ABOUT THIS TASK =
The entries below contain a stretch that opens with the line containing "pub fn deser(raw: &[u8])" and closes with the line containing "let order_id = buf.get_u16();"; set down that stretch exactly, both ends included, and nothing else.

INPUT =
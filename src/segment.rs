use bytes::{Buf, BufMut, BytesMut};

use crate::error::TransportError;

/// Maximum number of body bytes per segment. Header plus body must fit the
///  path MTU; with full Ethernet frames there is comfortable headroom.
pub const SEGMENT_BODY_MAX: usize = 1400;

/// Serialized header length, see the layout in the crate docs.
pub const SEGMENT_HEADER_LEN: usize = 29;

/// Maximum size of a single datagram on the wire.
pub const SEGMENT_MAX: usize = SEGMENT_HEADER_LEN + SEGMENT_BODY_MAX;

const CHECKSUM_OFFSET: usize = 13;
const CHECKSUM_LEN: usize = 16;

/// The discriminator in the first header byte.
#[derive(Debug, Clone, Copy, PartialEq, Eq)]
#[repr(u8)]
pub enum SegmentKind {
    /// client -> server handshake open; body carries the handshake key
    Syn = 1,
    /// server -> client handshake reply; echoes the key, header carries the
    ///  assigned stream id
    Ack = 2,
    PingReq = 3,
    PingRep = 4,
    /// inner RPC request
    Req = 5,
    /// inner RPC response
    Rep = 6,
    /// full-message receipt
    Received = 7,
    /// reserved, unused
    ReTrans = 8,
    /// one segment of a user message
    Trans = 9,
}

impl TryFrom<u8> for SegmentKind {
    type Error = TransportError;

    fn try_from(raw: u8) -> Result<SegmentKind, TransportError> {
        match raw {
            1 => Ok(SegmentKind::Syn),
            2 => Ok(SegmentKind::Ack),
            3 => Ok(SegmentKind::PingReq),
            4 => Ok(SegmentKind::PingRep),
            5 => Ok(SegmentKind::Req),
            6 => Ok(SegmentKind::Rep),
            7 => Ok(SegmentKind::Received),
            8 => Ok(SegmentKind::ReTrans),
            9 => Ok(SegmentKind::Trans),
            other => Err(TransportError::UnknownSegmentType(other)),
        }
    }
}

/// One datagram on the wire: header fields plus body.
///
/// `order_id` is only meaningful for `Trans` segments; control segments carry 0.
#[derive(Debug, Clone, PartialEq, Eq)]
pub struct Segment {
    pub kind: SegmentKind,
    pub flags: u16,
    pub stream_id: u32,
    pub trans_id: u16,
    pub order_id: u16,
    pub body: Vec<u8>,
}

impl Segment {
    pub fn new(
        kind: SegmentKind,
        flags: u16,
        stream_id: u32,
        trans_id: u16,
        order_id: u16,
        body: Vec<u8>,
    ) -> Result<Segment, TransportError> {
        if body.len() > SEGMENT_BODY_MAX {
            return Err(TransportError::SegmentBodyTooLarge(body.len()));
        }
        Ok(Segment {
            kind,
            flags,
            stream_id,
            trans_id,
            order_id,
            body,
        })
    }

    pub fn ser(&self, buf: &mut BytesMut) {
        let start = buf.len();

        buf.put_u8(self.kind as u8);
        buf.put_u16(self.flags);
        buf.put_u32(self.stream_id);
        buf.put_u16(self.trans_id);
        buf.put_u16(self.order_id);
        buf.put_u16(self.body.len() as u16);
        buf.put_bytes(0, CHECKSUM_LEN);
        buf.put_slice(&self.body);

        let digest = md5::compute(&buf[start..]);
        buf[start + CHECKSUM_OFFSET..start + CHECKSUM_OFFSET + CHECKSUM_LEN]
            .copy_from_slice(&digest.0);
    }

    /// Serialize into a fresh buffer sized for one datagram.
    pub fn to_datagram(&self) -> BytesMut {
        let mut buf = BytesMut::with_capacity(SEGMENT_HEADER_LEN + self.body.len());
        self.ser(&mut buf);
        buf
    }

    /// Parse and verify one received datagram.
    pub fn deser(raw: &[u8]) -> Result<Segment, TransportError> {
        if raw.len() < SEGMENT_HEADER_LEN {
            return Err(TransportError::SegmentTruncated {
                expected: SEGMENT_HEADER_LEN,
                actual: raw.len(),
            });
        }

        let mut buf = raw;
        let kind_raw = buf.get_u8();
        let flags = buf.get_u16();
        let stream_id = buf.get_u32();
        let trans_id = buf.get_u16();
        let order_id = buf.get_u16();
        let length = buf.get_u16() as usize;

        let mut checksum = [0u8; CHECKSUM_LEN];
        buf.copy_to_slice(&mut checksum);

        if raw.len() != SEGMENT_HEADER_LEN + length {
            return Err(TransportError::SegmentTruncated {
                expected: SEGMENT_HEADER_LEN + length,
                actual: raw.len(),
            });
        }

        let mut zeroed = raw.to_vec();
        zeroed[CHECKSUM_OFFSET..CHECKSUM_OFFSET + CHECKSUM_LEN].fill(0);
        if md5::compute(&zeroed).0 != checksum {
            return Err(TransportError::SegmentChecksumMismatch);
        }

        let kind = SegmentKind::try_from(kind_raw)?;

        Ok(Segment {
            kind,
            flags,
            stream_id,
            trans_id,
            order_id,
            body: buf.to_vec(),
        })
    }
}

#[cfg(test)]
mod tests {
    use super::*;
    use rstest::rstest;

    #[rstest]
    #[case::empty_body(SegmentKind::Received, 0, 17, 3, 0, vec![])]
    #[case::handshake(SegmentKind::Syn, 0, 0, 0, 0, b"key".to_vec())]
    #[case::trans(SegmentKind::Trans, 7, u32::MAX, 9, 42, vec![1, 2, 3, 4, 5])]
    #[case::max_body(SegmentKind::Trans, 0, 1, 0, 0, vec![0xab; SEGMENT_BODY_MAX])]
    fn test_ser_deser(
        #[case] kind: SegmentKind,
        #[case] flags: u16,
        #[case] stream_id: u32,
        #[case] trans_id: u16,
        #[case] order_id: u16,
        #[case] body: Vec<u8>,
    ) {
        let original = Segment::new(kind, flags, stream_id, trans_id, order_id, body).unwrap();
        let wire = original.to_datagram();
        assert_eq!(wire.len(), SEGMENT_HEADER_LEN + original.body.len());

        let deser = Segment::deser(&wire).unwrap();
        assert_eq!(deser, original);
    }

    #[test]
    fn test_body_too_large_rejected() {
        let result = Segment::new(
            SegmentKind::Trans,
            0,
            1,
            0,
            0,
            vec![0; SEGMENT_BODY_MAX + 1],
        );
        assert!(matches!(result, Err(TransportError::SegmentBodyTooLarge(_))));
    }

    #[test]
    fn test_any_flipped_bit_is_detected() {
        let segment =
            Segment::new(SegmentKind::Trans, 0, 5, 1, 2, vec![10, 20, 30, 40]).unwrap();
        let wire = segment.to_datagram();

        for byte_idx in 0..wire.len() {
            for bit in 0..8 {
                let mut corrupted = wire.to_vec();
                corrupted[byte_idx] ^= 1 << bit;
                let result = Segment::deser(&corrupted);
                assert!(
                    result.is_err(),
                    "flipping bit {} of byte {} went undetected",
                    bit,
                    byte_idx
                );
            }
        }
    }

    #[test]
    fn test_truncated_header() {
        let segment = Segment::new(SegmentKind::PingReq, 0, 1, 0, 0, vec![0, 0, 0, 1]).unwrap();
        let wire = segment.to_datagram();

        let result = Segment::deser(&wire[..SEGMENT_HEADER_LEN - 1]);
        assert!(matches!(result, Err(TransportError::SegmentTruncated { .. })));
    }

    #[test]
    fn test_truncated_body() {
        let segment = Segment::new(SegmentKind::Trans, 0, 1, 0, 0, vec![1, 2, 3]).unwrap();
        let wire = segment.to_datagram();

        let result = Segment::deser(&wire[..wire.len() - 1]);
        assert!(matches!(result, Err(TransportError::SegmentTruncated { .. })));
    }

    #[test]
    fn test_unknown_kind_rejected() {
        let segment = Segment::new(SegmentKind::Trans, 0, 1, 0, 0, vec![]).unwrap();
        let mut wire = segment.to_datagram().to_vec();

        // re-stamp the type byte and fix up the checksum so only the kind is bad
        wire[0] = 0xee;
        wire[CHECKSUM_OFFSET..CHECKSUM_OFFSET + CHECKSUM_LEN].fill(0);
        let digest = md5::compute(&wire);
        wire[CHECKSUM_OFFSET..CHECKSUM_OFFSET + CHECKSUM_LEN].copy_from_slice(&digest.0);

        let result = Segment::deser(&wire);
        assert!(matches!(result, Err(TransportError::UnknownSegmentType(0xee))));
    }
}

ANSWER BELOW =
    pub fn deser(raw: &[u8]) -> Result<Segment, TransportError> {
        if raw.len() < SEGMENT_HEADER_LEN {
            return Err(TransportError::SegmentTruncated {
                expected: SEGMENT_HEADER_LEN,
                actual: raw.len(),
            });
        }

        let mut buf = raw;
        let kind_raw = buf.get_u8();
        let flags = buf.get_u16();
        let stream_id = buf.get_u32();
        let trans_id = buf.get_u16();
        let order_id = buf.get_u16();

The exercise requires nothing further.